Furthermore, Plaintiff does not question the ALJ’s credibility findings. Nor does she
argue that the ALJ didn’t base his decision on the medical information before him. In fact, the
ALJ contrasted the medical information in the record with her subjective complaints, finding the
latter to be overstated. Moreover, Plaintiff’s testimony didn’t square with the testimony from her
husband and her daughter, who portrayed a much wider range of her activities than she did.

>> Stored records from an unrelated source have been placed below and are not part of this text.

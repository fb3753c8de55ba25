//! ECS components for hecs entities.
//!
//! Components are plain data. Per-tick logic lives in the simulation's
//! systems; the only behavior here is the damage rule, which every caller
//! must apply identically.

use serde::{Deserialize, Serialize};

use crate::catalog::{enemy_spec, tower_spec};
use crate::enums::{EnemyKind, TowerKind};
use crate::types::{EnemyId, ProjectileId, TowerId};

/// A path-walking, damageable enemy. Position is a separate component.
#[derive(Debug, Clone, PartialEq, Serialize, Deserialize)]
pub struct Enemy {
    pub id: EnemyId,
    pub kind: EnemyKind,
    /// Index of the last waypoint reached. Never decreases.
    pub path_index: usize,
    pub health: u32,
    pub max_health: u32,
    pub speed: f64,
    pub reward: u32,
    pub radius: f64,
}

impl Enemy {
    /// A fresh enemy of `kind` standing on waypoint 0.
    pub fn new(id: EnemyId, kind: EnemyKind) -> Self {
        let spec = enemy_spec(kind);
        Self {
            id,
            kind,
            path_index: 0,
            health: spec.max_health,
            max_health: spec.max_health,
            speed: spec.speed,
            reward: spec.reward,
            radius: spec.radius,
        }
    }

    /// Subtract `amount` (saturating at zero). Returns true when this hit killed.
    ///
    /// Does not remove the enemy; the caller grants the reward and despawns.
    pub fn take_damage(&mut self, amount: u32) -> bool {
        self.health = self.health.saturating_sub(amount);
        self.health == 0
    }

    pub fn health_fraction(&self) -> f64 {
        if self.max_health == 0 {
            return 0.0;
        }
        f64::from(self.health) / f64::from(self.max_health)
    }

    /// Player health lost if this enemy leaks.
    pub fn leak_damage(&self) -> i32 {
        enemy_spec(self.kind).leak_damage
    }
}

/// A stationary tower. Position is a separate component.
#[derive(Debug, Clone, PartialEq, Serialize, Deserialize)]
pub struct Tower {
    pub id: TowerId,
    pub kind: TowerKind,
    /// Simulation time of the last shot, `None` until the first one.
    pub last_fire_ms: Option<f64>,
}

impl Tower {
    pub fn new(id: TowerId, kind: TowerKind) -> Self {
        Self {
            id,
            kind,
            last_fire_ms: None,
        }
    }

    /// Whether the cooldown has elapsed at time `now_ms`.
    pub fn ready_to_fire(&self, now_ms: f64) -> bool {
        match self.last_fire_ms {
            None => true,
            Some(last) => now_ms - last > tower_spec(self.kind).fire_interval_ms,
        }
    }
}

/// A homing shot. Position and target handle are separate components.
#[derive(Debug, Clone, PartialEq, Serialize, Deserialize)]
pub struct Projectile {
    pub id: ProjectileId,
    pub damage: u32,
    /// Distance travelled per tick.
    pub speed: f64,
    pub color: String,
}
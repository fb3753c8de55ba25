//! Game state snapshot — the complete read-only view handed to the host.

use serde::{Deserialize, Serialize};

use crate::enums::*;
use crate::types::{EnemyId, Position, ProjectileId, SimTime, TowerId};

/// Everything a renderer or UI needs to draw one frame.
#[derive(Debug, Clone, Default, Serialize, Deserialize)]
pub struct GameStateSnapshot {
    pub time: SimTime,
    pub paused: bool,
    pub game_over: bool,
    pub economy: EconomyView,
    pub score: ScoreView,
    pub wave: WaveView,
    pub path: Vec<Position>,
    pub enemies: Vec<EnemyView>,
    pub towers: Vec<TowerView>,
    pub projectiles: Vec<ProjectileView>,
    /// Tower kind waiting to be placed, if the player is in placement mode.
    pub pending_placement: Option<TowerKind>,
    pub selected_tower: Option<TowerId>,
    pub shop: Vec<ShopEntryView>,
}

#[derive(Debug, Clone, Copy, Default, Serialize, Deserialize)]
pub struct EconomyView {
    pub health: i32,
    pub gold: u32,
}

#[derive(Debug, Clone, Copy, Default, Serialize, Deserialize)]
pub struct ScoreView {
    pub enemies_killed: u32,
    pub enemies_leaked: u32,
    pub projectiles_fired: u32,
    pub towers_built: u32,
}

#[derive(Debug, Clone, Copy, Default, Serialize, Deserialize)]
pub struct WaveView {
    /// The wave that is running, or the next one to start.
    pub number: u32,
    pub phase: WavePhase,
    pub planned: u32,
    pub spawned: u32,
}

#[derive(Debug, Clone, Serialize, Deserialize)]
pub struct EnemyView {
    pub id: EnemyId,
    pub kind: EnemyKind,
    pub position: Position,
    pub path_index: usize,
    pub health: u32,
    pub max_health: u32,
    /// health / max_health, for the health bar.
    pub health_fraction: f64,
    pub radius: f64,
    pub color: String,
}

#[derive(Debug, Clone, Serialize, Deserialize)]
pub struct TowerView {
    pub id: TowerId,
    pub kind: TowerKind,
    pub position: Position,
    pub range: f64,
    /// Only ever a live enemy.
    pub target: Option<EnemyId>,
    /// Whether the range ring should be drawn.
    pub selected: bool,
    pub color: String,
    pub icon: String,
}

#[derive(Debug, Clone, Serialize, Deserialize)]
pub struct ProjectileView {
    pub id: ProjectileId,
    pub position: Position,
    pub target: Option<EnemyId>,
    pub color: String,
}

/// One shop slot; unaffordable entries are drawn dimmed.
#[derive(Debug, Clone, Serialize, Deserialize)]
pub struct ShopEntryView {
    pub kind: TowerKind,
    pub name: String,
    pub cost: u32,
    pub affordable: bool,
}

As the ALJ noted, the record doesn’t contain any treating physician opinions that suggest
that she was permanently disabled or that she had limits greater than the ALJ found. Plaintiff was
represented by counsel at the hearing, and she doesn’t argue that her attorney didn’t have access
to all of her medical evidence. Yet, nothing in the record stands in contradiction of the ALJ’s
residual functional capacity finding, which in fact was more restrictive than the limits imposed
by medical sources. In her appeal, the Plaintiff hasn’t pointed out to any part of the record
showing that she suffered a disability before the last insured date or, in other words, that the ALJ
didn’t base his decision on substantial evidence in the record. While the Court understands that
Plaintiff has suffered her share of hardships in life, which are listed in her briefs, she’s failed to
show that her case should be remanded for re-evaluation.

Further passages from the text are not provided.